Dans la nuit du 14 au 15 mai 1970, René Vignal, ancien gardien de but de l'équipe de France, est arrêté avec son gang lors d'un cambriolage raté à Bordeaux. En un an, ils avaient amassé plus de 60 millions d'anciens francs de butin à Toulouse, Bordeaux et Brive.

La chute d'une légende du football

Au début des années 1970, le nom de René Vignal, surnommé le « gardien volant », reste synonyme d'une époque lumineuse du football. Entre 1948 et 1956, il a porté les couleurs de Béziers, du Toulouse Football Club, du Racing-Club de Paris et de nouveau Béziers, cumulant dix-sept sélections internationales. Pourtant, son arrestation n'a pas totalement surpris les milieux sportifs. Sa reconversion dans le banditisme était connue de longue date. Après avoir raccroché les crampons à 28 ans à cause d'une blessure à l'épaule, il s'était compromis dans des affaires douteuses, notamment une tentative de racket dans un bar toulousain en 1958, suivie d'une condamnation pour proxénétisme en 1964.
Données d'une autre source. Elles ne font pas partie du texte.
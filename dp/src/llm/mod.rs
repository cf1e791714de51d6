//! LLM Client module for dayplanner
//!
//! Provides one completion call per planning request against either
//! OpenAI or Anthropic.

use std::sync::Arc;

use tracing::debug;

mod anthropic;
pub mod client;
mod error;
mod openai;
mod timeout;
mod types;

pub use anthropic::AnthropicClient;
pub use client::LlmClient;
pub use error::LlmError;
pub use openai::OpenAIClient;
pub use timeout::with_timeout;
pub use types::{CompletionRequest, CompletionResponse, Message, Role, StopReason, TokenUsage};

use crate::config::{Provider, ResolvedLlmConfig};

/// Create an LLM client for the provider in the resolved config
pub fn create_client(config: &ResolvedLlmConfig, api_key: &str) -> Result<Arc<dyn LlmClient>, LlmError> {
    debug!(provider = %config.provider, model = %config.model, "create_client: called");
    match config.provider {
        Provider::Anthropic => {
            debug!("create_client: creating Anthropic client");
            Ok(Arc::new(AnthropicClient::from_config(config, api_key)?))
        }
        Provider::OpenAI => {
            debug!("create_client: creating OpenAI client");
            Ok(Arc::new(OpenAIClient::from_config(config, api_key)?))
        }
    }
}
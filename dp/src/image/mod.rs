//! Task images: OpenAI image generation with a placeholder fallback

mod cache;
mod category;
pub mod client;
mod service;

pub use cache::ImageCache;
pub use category::{Category, fallback_image_url};
pub use client::{ImageClient, OpenAIImageClient};
pub use service::{ImageResult, ImageService};
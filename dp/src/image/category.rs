//! Keyword categories for task images
//!
//! A category drives both the placeholder fallback (colour plus label) and
//! the visual concept phrase added to the image prompt.

use tracing::debug;

/// Placeholder image host
const PLACEHOLDER_BASE: &str = "https://placehold.co/600x400";

/// Task category derived from description keywords
#[derive(Debug, Clone, Copy, PartialEq, Eq, Hash)]
pub enum Category {
    Work,
    Meeting,
    Study,
    Exercise,
    Food,
    Shopping,
    Cleaning,
    Relaxation,
    Sleep,
    Travel,
    Entertainment,
    Social,
    Health,
    Default,
}

/// Keyword table, searched in order for substring matches
const KEYWORDS: &[(&str, Category)] = &[
    ("work", Category::Work),
    ("job", Category::Work),
    ("project", Category::Work),
    ("email", Category::Work),
    ("report", Category::Work),
    ("office", Category::Work),
    ("business", Category::Work),
    ("meeting", Category::Meeting),
    ("call", Category::Meeting),
    ("presentation", Category::Meeting),
    ("conference", Category::Meeting),
    ("zoom", Category::Meeting),
    ("interview", Category::Meeting),
    ("study", Category::Study),
    ("read", Category::Study),
    ("learn", Category::Study),
    ("homework", Category::Study),
    ("research", Category::Study),
    ("class", Category::Study),
    ("book", Category::Study),
    ("lecture", Category::Study),
    ("exercise", Category::Exercise),
    ("workout", Category::Exercise),
    ("gym", Category::Exercise),
    ("run", Category::Exercise),
    ("jog", Category::Exercise),
    ("fitness", Category::Exercise),
    ("sport", Category::Exercise),
    ("training", Category::Exercise),
    ("eat", Category::Food),
    ("lunch", Category::Food),
    ("dinner", Category::Food),
    ("breakfast", Category::Food),
    ("cook", Category::Food),
    ("meal", Category::Food),
    ("food", Category::Food),
    ("restaurant", Category::Food),
    ("shop", Category::Shopping),
    ("buy", Category::Shopping),
    ("purchase", Category::Shopping),
    ("store", Category::Shopping),
    ("mall", Category::Shopping),
    ("grocery", Category::Shopping),
    ("market", Category::Shopping),
    ("clean", Category::Cleaning),
    ("laundry", Category::Cleaning),
    ("wash", Category::Cleaning),
    ("dishes", Category::Cleaning),
    ("tidy", Category::Cleaning),
    ("organize", Category::Cleaning),
    ("dust", Category::Cleaning),
    ("vacuum", Category::Cleaning),
    ("relax", Category::Relaxation),
    ("rest", Category::Relaxation),
    ("break", Category::Relaxation),
    ("meditate", Category::Relaxation),
    ("yoga", Category::Relaxation),
    ("sleep", Category::Sleep),
    ("nap", Category::Sleep),
    ("bed", Category::Sleep),
    ("travel", Category::Travel),
    ("trip", Category::Travel),
    ("drive", Category::Travel),
    ("commute", Category::Travel),
    ("flight", Category::Travel),
    ("journey", Category::Travel),
    ("vacation", Category::Travel),
    ("play", Category::Entertainment),
    ("game", Category::Entertainment),
    ("movie", Category::Entertainment),
    ("watch", Category::Entertainment),
    ("tv", Category::Entertainment),
    ("show", Category::Entertainment),
    ("entertainment", Category::Entertainment),
    ("friend", Category::Social),
    ("party", Category::Social),
    ("visit", Category::Social),
    ("meet", Category::Social),
    ("date", Category::Social),
    ("family", Category::Social),
    ("doctor", Category::Health),
    ("appointment", Category::Health),
    ("medicine", Category::Health),
    ("therapy", Category::Health),
    ("dentist", Category::Health),
    ("checkup", Category::Health),
];

impl Category {
    /// Categorise a task description
    ///
    /// Whole words are tried first (letters only), then any keyword
    /// appearing inside the description.
    pub fn for_description(description: &str) -> Self {
        debug!(%description, "Category::for_description: called");
        let normalized = description.to_lowercase();

        for word in normalized.split_whitespace() {
            let clean: String = word.chars().filter(|c| c.is_ascii_lowercase()).collect();
            if clean.is_empty() {
                continue;
            }
            if let Some((_, category)) = KEYWORDS.iter().find(|(k, _)| *k == clean) {
                debug!(?category, %clean, "Category::for_description: word match");
                return *category;
            }
        }

        if let Some((keyword, category)) = KEYWORDS.iter().find(|(k, _)| normalized.contains(k)) {
            debug!(?category, %keyword, "Category::for_description: substring match");
            return *category;
        }

        Category::Default
    }

    /// Hex colour without the leading `#`
    pub fn color(&self) -> &'static str {
        match self {
            Category::Work | Category::Sleep | Category::Default => "6366f1",
            Category::Meeting => "8b5cf6",
            Category::Study => "a78bfa",
            Category::Exercise => "10b981",
            Category::Food | Category::Social => "f59e0b",
            Category::Shopping | Category::Entertainment => "ec4899",
            Category::Cleaning => "06b6d4",
            Category::Relaxation => "3b82f6",
            Category::Travel => "f97316",
            Category::Health => "14b8a6",
        }
    }

    /// Upper-case text shown on the placeholder
    pub fn label(&self) -> &'static str {
        match self {
            Category::Work => "WORK",
            Category::Meeting => "MEET",
            Category::Study => "STUDY",
            Category::Exercise => "GYM",
            Category::Food => "FOOD",
            Category::Shopping => "SHOP",
            Category::Cleaning => "CLEAN",
            Category::Relaxation => "RELAX",
            Category::Sleep => "SLEEP",
            Category::Travel => "TRAVEL",
            Category::Entertainment => "FUN",
            Category::Social => "SOCIAL",
            Category::Health => "HEALTH",
            Category::Default => "TASK",
        }
    }

    /// Visual concept for the image prompt; `None` for uncategorised tasks
    pub fn concept(&self) -> Option<&'static str> {
        let concept = match self {
            Category::Work => "a briefcase or a laptop",
            Category::Meeting => "a group of simple figures around a table",
            Category::Study => "an open book",
            Category::Exercise => "a dumbbell or a running figure",
            Category::Food => "a plate with a fork and knife",
            Category::Shopping => "a shopping cart",
            Category::Cleaning => "a broom and sparkles",
            Category::Relaxation => "a figure sitting in a calm pose",
            Category::Sleep => "a crescent moon over a bed",
            Category::Travel => "a suitcase or an airplane",
            Category::Entertainment => "a game controller or a film reel",
            Category::Social => "two smiling faces",
            Category::Health => "a medical cross or a heart",
            Category::Default => return None,
        };
        Some(concept)
    }
}

/// Deterministic placeholder URL for a task
pub fn fallback_image_url(description: &str) -> String {
    let category = Category::for_description(description);
    format!(
        "{}/{}/white?text={}",
        PLACEHOLDER_BASE,
        category.color(),
        urlencoding::encode(category.label())
    )
}
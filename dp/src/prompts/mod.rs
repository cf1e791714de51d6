//! Prompt templates
//!
//! Embedded defaults with optional on-disk overrides, rendered with handlebars.

pub mod embedded;
mod loader;

pub use loader::{ImagePromptContext, PromptLoader, SchedulePromptContext};
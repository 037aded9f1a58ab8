use std::io::prelude::*;
use std::{env, error::Error, fs, fs::File, path::Path};

// Below OpenGL 3.3, the GLSL and OpenGL version numbers do not match.
// https://www.khronos.org/opengl/wiki/Core_Language_(GLSL)#OpenGL_and_GLSL_versions
const GLSL_VERSION: &str = "330 core";

// Prepend the GLSL version to the builtin shaders at build time.
fn main() -> Result<(), Box<dyn Error>> {
    let out_dir = env::var_os("OUT_DIR").expect("missing output directory");

    println!("cargo:rerun-if-changed=shaders");

    for entry in fs::read_dir("shaders")? {
        let shader_file = entry?;
        let path = shader_file.path();
        let mut shader_source = File::open(&path)?;

        let mut version_shader_source = format!("#version {}\n", GLSL_VERSION);
        shader_source.read_to_string(&mut version_shader_source)?;

        let out_path = Path::new(&out_dir).join(&path);
        fs::create_dir_all(Path::new(&out_dir).join(Path::new("shaders")))?;
        fs::write(&out_path, version_shader_source.as_bytes())?;
    }

    Ok(())
}
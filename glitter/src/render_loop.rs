use crate::input::{InputState, Key, KeyState};

/// The GPU side of a frame.
///
/// Implementors own their GPU resources and release them on `Drop`.
pub trait Renderer {
    /// Match the viewport to a new framebuffer size in pixels.
    fn resize(&mut self, width: u32, height: u32);

    /// Clear and draw one frame into the current framebuffer.
    fn draw(&mut self);
}

#[derive(Clone, Copy, Debug, PartialEq, Eq)]
pub enum LoopState {
    Running,
    Closing,
}

/// Window and input events, already translated from the platform layer.
#[derive(Clone, Copy, Debug, PartialEq, Eq)]
pub enum LoopEvent {
    Resized { width: u32, height: u32 },
    Key { key: Key, state: KeyState },
    Focused(bool),
    CloseRequested,
}

pub struct RenderLoop<R: Renderer> {
    renderer: Option<R>,
    input: InputState,
    state: LoopState,
    frame_count: u64,
}

impl<R: Renderer> RenderLoop<R> {
    pub fn new(renderer: R) -> Self {
        Self {
            renderer: Some(renderer),
            input: InputState::default(),
            state: LoopState::Running,
            frame_count: 0,
        }
    }

    pub fn state(&self) -> LoopState {
        self.state
    }

    pub fn should_close(&self) -> bool {
        self.state == LoopState::Closing
    }

    pub fn set_should_close(&mut self) {
        if self.state == LoopState::Running {
            log::debug!("Closing after {} frames", self.frame_count);
        }
        self.state = LoopState::Closing;
    }

    pub fn frame_count(&self) -> u64 {
        self.frame_count
    }

    pub fn handle_event(&mut self, event: LoopEvent) {
        match event {
            LoopEvent::Resized { width, height } => {
                log::debug!("Framebuffer resized to {}x{}px", width, height);
                if let Some(renderer) = self.renderer.as_mut() {
                    renderer.resize(width, height);
                }
            }

            LoopEvent::Key { key, state } => self.input.apply_key(key, state),

            LoopEvent::Focused(false) => self.input.clear(),
            LoopEvent::Focused(true) => (),

            LoopEvent::CloseRequested => self.set_should_close(),
        }
    }

    fn process_input(&mut self) {
        if self.input.is_pressed(Key::Escape) {
            self.set_should_close();
        }
    }

    /// Run one iteration of the loop.
    ///
    /// Returns `true` if a frame was drawn and should be presented. The
    /// iteration that notices Escape still draws; the next one does not.
    pub fn frame(&mut self) -> bool {
        if self.should_close() {
            return false;
        }

        self.process_input();

        match self.renderer.as_mut() {
            Some(renderer) => {
                renderer.draw();
                self.frame_count += 1;
                true
            }
            None => false,
        }
    }

    /// Release the renderer and its GPU resources. Only the first call does
    /// anything; the context must still be current.
    pub fn shutdown(&mut self) -> bool {
        self.set_should_close();

        match self.renderer.take() {
            Some(renderer) => {
                drop(renderer);
                log::info!("Released GPU resources after {} frames", self.frame_count);
                true
            }
            None => false,
        }
    }
}

#[cfg(test)]
mod test {
    use super::*;
    use std::cell::RefCell;
    use std::rc::Rc;

    #[derive(Debug, PartialEq)]
    enum Call {
        Resize(u32, u32),
        Draw,
        Drop,
    }

    struct RecordingRenderer {
        calls: Rc<RefCell<Vec<Call>>>,
    }

    impl Renderer for RecordingRenderer {
        fn resize(&mut self, width: u32, height: u32) {
            self.calls.borrow_mut().push(Call::Resize(width, height));
        }

        fn draw(&mut self) {
            self.calls.borrow_mut().push(Call::Draw);
        }
    }

    impl Drop for RecordingRenderer {
        fn drop(&mut self) {
            self.calls.borrow_mut().push(Call::Drop);
        }
    }

    fn create_test_loop() -> (RenderLoop<RecordingRenderer>, Rc<RefCell<Vec<Call>>>) {
        let calls = Rc::new(RefCell::new(Vec::new()));
        let renderer = RecordingRenderer {
            calls: Rc::clone(&calls),
        };
        (RenderLoop::new(renderer), calls)
    }

    fn press(render_loop: &mut RenderLoop<RecordingRenderer>, key: Key) {
        render_loop.handle_event(LoopEvent::Key {
            key,
            state: KeyState::Pressed,
        });
    }

    // Drive the loop like a blocking main loop would, feeding `events` in
    // after each presented frame.
    fn run_to_completion(
        render_loop: &mut RenderLoop<RecordingRenderer>,
        mut events: Vec<Vec<LoopEvent>>,
        max_iterations: usize,
    ) -> usize {
        events.reverse();
        let mut iterations = 0;

        while !render_loop.should_close() && iterations < max_iterations {
            render_loop.frame();
            iterations += 1;

            for event in events.pop().unwrap_or_default() {
                render_loop.handle_event(event);
            }
        }

        render_loop.shutdown();
        iterations
    }

    #[test]
    fn draws_while_running() {
        let (mut render_loop, calls) = create_test_loop();

        assert!(render_loop.frame());
        assert!(render_loop.frame());

        assert_eq!(render_loop.state(), LoopState::Running);
        assert_eq!(render_loop.frame_count(), 2);
        assert_eq!(*calls.borrow(), vec![Call::Draw, Call::Draw]);
    }

    #[test]
    fn close_request_stops_the_loop() {
        let (mut render_loop, calls) = create_test_loop();
        let iterations = run_to_completion(
            &mut render_loop,
            vec![vec![], vec![LoopEvent::CloseRequested]],
            100,
        );

        assert_eq!(iterations, 2);
        assert_eq!(render_loop.state(), LoopState::Closing);
        assert!(!render_loop.frame());
        assert_eq!(*calls.borrow(), vec![Call::Draw, Call::Draw, Call::Drop]);
    }

    #[test]
    fn escape_closes_within_one_iteration() {
        let (mut render_loop, calls) = create_test_loop();

        assert!(render_loop.frame());
        press(&mut render_loop, Key::Escape);

        // The iteration that samples Escape still draws.
        assert!(render_loop.frame());
        assert!(render_loop.should_close());
        assert!(!render_loop.frame());

        assert_eq!(render_loop.frame_count(), 2);
        assert_eq!(calls.borrow().len(), 2);
    }

    #[test]
    fn other_keys_keep_running() {
        let (mut render_loop, _calls) = create_test_loop();
        press(&mut render_loop, Key::Other);

        assert!(render_loop.frame());
        assert_eq!(render_loop.state(), LoopState::Running);
    }

    #[test]
    fn released_escape_does_not_close() {
        let (mut render_loop, _calls) = create_test_loop();
        press(&mut render_loop, Key::Escape);
        render_loop.handle_event(LoopEvent::Key {
            key: Key::Escape,
            state: KeyState::Released,
        });

        assert!(render_loop.frame());
        assert!(!render_loop.should_close());
    }

    #[test]
    fn focus_loss_forgets_held_escape() {
        let (mut render_loop, _calls) = create_test_loop();
        press(&mut render_loop, Key::Escape);
        render_loop.handle_event(LoopEvent::Focused(false));

        render_loop.frame();
        assert!(!render_loop.should_close());
    }

    #[test]
    fn resize_updates_the_viewport_once() {
        let (mut render_loop, calls) = create_test_loop();
        render_loop.handle_event(LoopEvent::Resized {
            width: 1024,
            height: 768,
        });

        assert_eq!(*calls.borrow(), vec![Call::Resize(1024, 768)]);
    }

    #[test]
    fn releases_resources_once_after_the_loop() {
        let (mut render_loop, calls) = create_test_loop();
        let iterations = run_to_completion(
            &mut render_loop,
            vec![vec![LoopEvent::Key {
                key: Key::Escape,
                state: KeyState::Pressed,
            }]],
            100,
        );
        assert_eq!(iterations, 2);

        assert!(!render_loop.shutdown());
        assert!(!render_loop.shutdown());

        let calls = calls.borrow();
        assert_eq!(calls.iter().filter(|call| **call == Call::Drop).count(), 1);
        assert_eq!(calls.last(), Some(&Call::Drop));
    }

    #[test]
    fn events_after_shutdown_are_ignored() {
        let (mut render_loop, calls) = create_test_loop();
        render_loop.shutdown();
        render_loop.handle_event(LoopEvent::Resized {
            width: 10,
            height: 10,
        });

        assert!(!render_loop.frame());
        assert_eq!(*calls.borrow(), vec![Call::Drop]);
    }
}
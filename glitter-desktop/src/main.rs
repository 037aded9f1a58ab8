mod context;

use context::{Problem, WindowContext};
use glitter::input::{Key, KeyState};
use glitter::{LoopEvent, RenderLoop, Settings, Triangle};
use std::rc::Rc;
use winit::application::ApplicationHandler;
use winit::event::{ElementState, KeyEvent, WindowEvent};
use winit::event_loop::{ActiveEventLoop, EventLoop};
use winit::keyboard::{KeyCode, PhysicalKey};
use winit::window::WindowId;

fn main() {
    env_logger::Builder::from_env(env_logger::Env::default().default_filter_or("debug")).init();

    std::process::exit(exit_status(run(Settings::default())));
}

// Bootstrap failures end the process with -1; a normal close with 0.
fn exit_status(result: Result<(), Problem>) -> i32 {
    match result {
        Ok(()) => 0,
        Err(problem) => {
            log::error!("{}", problem);
            -1
        }
    }
}

fn run(settings: Settings) -> Result<(), Problem> {
    let event_loop = EventLoop::new()?;
    let mut application = Application::new(settings);
    event_loop.run_app(&mut application)?;

    match application.problem.take() {
        Some(problem) => Err(problem),
        None => Ok(()),
    }
}

// Drop order matters: GPU resources go while the context is still alive.
struct Graphics {
    render_loop: RenderLoop<Triangle>,
    window_context: WindowContext,
}

impl Graphics {
    fn redraw(&mut self) {
        if self.render_loop.frame() {
            if let Err(err) = self.window_context.swap_buffers() {
                log::error!("Failed to swap buffers: {}", err);
            }
        }
    }

    fn resize(&mut self, width: u32, height: u32) {
        self.window_context.resize(width, height);
        self.render_loop
            .handle_event(LoopEvent::Resized { width, height });
    }
}

struct Application {
    settings: Settings,
    graphics: Option<Graphics>,
    problem: Option<Problem>,
}

impl Application {
    fn new(settings: Settings) -> Self {
        Self {
            settings,
            graphics: None,
            problem: None,
        }
    }

    /// Graphics are created once, and never after a failed attempt.
    fn should_start(&self) -> bool {
        self.graphics.is_none() && self.problem.is_none()
    }

    fn start(&mut self, event_loop: &ActiveEventLoop) -> Result<(), Problem> {
        let (gl, window_context) = context::get_rendering_context(event_loop, &self.settings)?;

        let physical_size = window_context.window.inner_size();
        log::debug!(
            "Physical size: {}x{}px",
            physical_size.width,
            physical_size.height
        );

        let context = Rc::new(gl);
        let triangle = Triangle::new(&context, &self.settings)?;

        self.graphics = Some(Graphics {
            render_loop: RenderLoop::new(triangle),
            window_context,
        });

        Ok(())
    }
}

impl ApplicationHandler for Application {
    fn resumed(&mut self, event_loop: &ActiveEventLoop) {
        if !self.should_start() {
            return;
        }

        if let Err(problem) = self.start(event_loop) {
            self.problem = Some(problem);
            event_loop.exit();
        }
    }

    fn window_event(
        &mut self,
        event_loop: &ActiveEventLoop,
        _window_id: WindowId,
        event: WindowEvent,
    ) {
        let Some(graphics) = self.graphics.as_mut() else {
            return;
        };

        match event {
            WindowEvent::RedrawRequested => graphics.redraw(),

            WindowEvent::Resized(physical_size) => {
                graphics.resize(physical_size.width, physical_size.height)
            }

            WindowEvent::KeyboardInput { event, .. } => {
                if let Some(loop_event) = key_event(&event) {
                    graphics.render_loop.handle_event(loop_event);
                }
            }

            WindowEvent::Focused(focused) => {
                graphics.render_loop.handle_event(LoopEvent::Focused(focused))
            }

            WindowEvent::CloseRequested => {
                graphics.render_loop.handle_event(LoopEvent::CloseRequested)
            }

            _ => (),
        }

        if graphics.render_loop.should_close() {
            event_loop.exit();
        }
    }

    fn about_to_wait(&mut self, _event_loop: &ActiveEventLoop) {
        if let Some(graphics) = self.graphics.as_ref() {
            if !graphics.render_loop.should_close() {
                graphics.window_context.window.request_redraw();
            }
        }
    }

    fn exiting(&mut self, _event_loop: &ActiveEventLoop) {
        if let Some(mut graphics) = self.graphics.take() {
            graphics.render_loop.shutdown();
        }
    }
}

fn key_event(event: &KeyEvent) -> Option<LoopEvent> {
    let PhysicalKey::Code(code) = event.physical_key else {
        return None;
    };

    Some(LoopEvent::Key {
        key: key_from_code(code),
        state: key_state(event.state),
    })
}

fn key_from_code(code: KeyCode) -> Key {
    match code {
        KeyCode::Escape => Key::Escape,
        _ => Key::Other,
    }
}

fn key_state(state: ElementState) -> KeyState {
    match state {
        ElementState::Pressed => KeyState::Pressed,
        ElementState::Released => KeyState::Released,
    }
}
Un chef de bande redoutable

Lors de son arrestation, Vignal dirigeait une équipe de sept gangsters, soigneusement choisis parmi des sportifs ou commerçants sans antécédents judiciaires. Parmi eux, Roger Claverie, conseiller technique régional de judo, et Guy Martin, directeur commercial. Le gang opérait avec une organisation bien huilée : des « correspondants » bordelais repéraient les cibles, puis les Toulousains débarquaient pour passer à l'action. Leur butin s'élevait à 60 millions d'anciens francs, provenant de 27 braquages à main armée dans tout le Sud-Ouest.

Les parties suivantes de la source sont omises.